Um juiz emitiu mandados de detenção contra Vítor Escária, chefe de gabinete de Costa, presidente da Câmara de Sines e outras três pessoas por representarem risco de fuga e para proteção de provas, disse o Ministério Público em comunicado.
O ministro de Infraestrutura, João Galamba, e o chefe do órgão ambiental de Portugal também estão entre os suspeitos.
No centro das investigações estão negócios relacionados ao lítio e ao chamado hidrogênio verde, dois componentes importantes para os projetos de transição energética da União Europeia e essenciais para a bateria de carros elétricos.
A Justiça investiga alegações de prevaricação, corrupção de políticos eleitos e tráfico de influência relacionados com concessões de minas de lítio perto da fronteira norte de Portugal com a Espanha, e planos para uma central de hidrogênio verde e um centro de dados em Sines, na costa sul.
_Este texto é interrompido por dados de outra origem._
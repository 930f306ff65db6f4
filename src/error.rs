use thiserror::Error;

pub type Result<T, E = TopsisError> = std::result::Result<T, E>;

/// Which side of the decision matrix was left empty.
#[derive(Clone, Copy, Debug, PartialEq, Eq)]
pub enum Input {
    Criteria,
    Alternatives,
}

impl std::fmt::Display for Input {
    fn fmt(&self, f: &mut std::fmt::Formatter<'_>) -> std::fmt::Result {
        match self {
            Self::Criteria => f.write_str("criteria"),
            Self::Alternatives => f.write_str("alternatives"),
        }
    }
}

#[derive(Clone, Debug, Error, PartialEq)]
pub enum TopsisError {
    #[error("no {0} supplied")]
    EmptyInput(Input),

    #[error("criterion {criterion:?} has weight {weight}, expected a finite value > 0")]
    InvalidWeight { criterion: String, weight: f64 },

    #[error("invalid direction {value:?}, expected \"benefit\" or \"cost\"")]
    InvalidDirection { value: String },

    #[error("alternative {alternative:?} has no value for criterion {criterion:?}")]
    MissingValue {
        alternative: String,
        criterion: String,
    },

    #[error("every alternative has value 0 for criterion {criterion:?}, column cannot be normalized")]
    ZeroNormDivision { criterion: String },

    #[error("alternative {alternative:?} is at distance 0 from both the ideal and the anti-ideal solution")]
    DegenerateScore { alternative: String },

    #[error("distances of alternative {alternative:?} exceed the range of f64")]
    NonFiniteDistance { alternative: String },

    #[error("duplicate criterion id {criterion:?}")]
    DuplicateCriterion { criterion: String },

    #[error("duplicate alternative name {alternative:?}")]
    DuplicateAlternative { alternative: String },

    #[error("alternative {alternative:?} has a value for unknown criterion {criterion:?}")]
    UnknownCriterion {
        alternative: String,
        criterion: String,
    },

    #[error("alternative {alternative:?} has non-finite value {value} for criterion {criterion:?}")]
    NonFiniteValue {
        alternative: String,
        criterion: String,
        value: f64,
    },

    #[error("criterion weights sum to {sum}, expected 1")]
    WeightSum { sum: f64 },
}

impl TopsisError {
    /// Numeric errors can only surface once the input has passed validation.
    pub fn is_numeric(&self) -> bool {
        matches!(
            self,
            Self::ZeroNormDivision { .. }
                | Self::DegenerateScore { .. }
                | Self::NonFiniteDistance { .. }
        )
    }
}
A lei portuguesa diz que o chefe de Estado tem a prerrogativa de convocar eleições antecipadas e de dissolver o Parlamento em casos considerados graves.
Rebelo agendou reuniões com líderes partidários e um encontro extraordinário do Conselho de Estado e deve fazer um pronunciamento à nação na quinta-feira (9).
“Na sequência do pedido de renúncia do primeiro-ministro, que aceitou, o presidente da República decidiu convocar os partidos políticos representados na Assembleia da República para amanhã, quarta-feira, dia 8 de novembro, e convocar o Conselho de Estado, para se reunir depois de amanhã, quinta-feira, 9 de novembro, no Palácio de Belém”, diz nota da presidência portuguesa.
No entanto, prazos legais e o recesso de fim de ano podem empurrar eventuais eleições antecipadas para o início do ano que vem. Por isso, Costa deve continuar no cargo até a escolha de um sucessor.